Going more in-depth into the possibilities with the space environment, Axiom offers many opportunities including 3D bioprinting. 3D bioprinting holds the potential for the fabrication of reproducible human tissue and whole organs for the purposes of pharmaceutical drug screening, disease research, and regenerative medicine applications. Current technology utilizes an additive manufacturing process that prints functional tissues through layered deposition of ‘bio inks’ that are composed of cells, growth factors, extracellular matrix components, and other biomaterial.

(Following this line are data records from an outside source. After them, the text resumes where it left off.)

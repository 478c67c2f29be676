//! UI layer: command line parsing and dispatch.

pub mod cli;
mod runner;

pub use cli::Cli;
pub use runner::run;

The technology has come a long way, with successful implantation of functional 3D-bioprinted hyper-elastic bone and prosthetic ovaries in rodents. Construction of structural tissues such as bone and cartilage have seen great advancements, but there are challenges in the assembly of soft tissues such as blood vessels and muscles. This is due to terrestrial gravity and the forces imposed on printed tissues that cause structural collapse. To overcome these challenges, researchers have experimented with and tested a variety of bio inks to optimize physiochemical properties. To support the tissue’s 3D structure, viscosity of bio inks is increased to improve rigidity. However, as viscosity is increased, higher pressure is required for extrusion from the bioprinter, which increases shear stress on the cell thereby negatively affecting cell viability. Microgravity can function as a cofactor for 3D printing of tissues. In the absence of gravitational forces, lower-viscosity bio inks can be used, improving printability of bio inks and viability of cells. Biotech companies are well on their way to developing the equipment and optimizing conditions for bioprinting tissue in microgravity, and several projects are in progress.
Conclusion
Low Earth Orbit offers an endless amount of unique opportunities. This being said, it is by no means easy to create a space station. Axiom Space is working to create partnerships and modules for a future commercial space station. We will have to wait and see how it progresses and the impact it has on the space industry.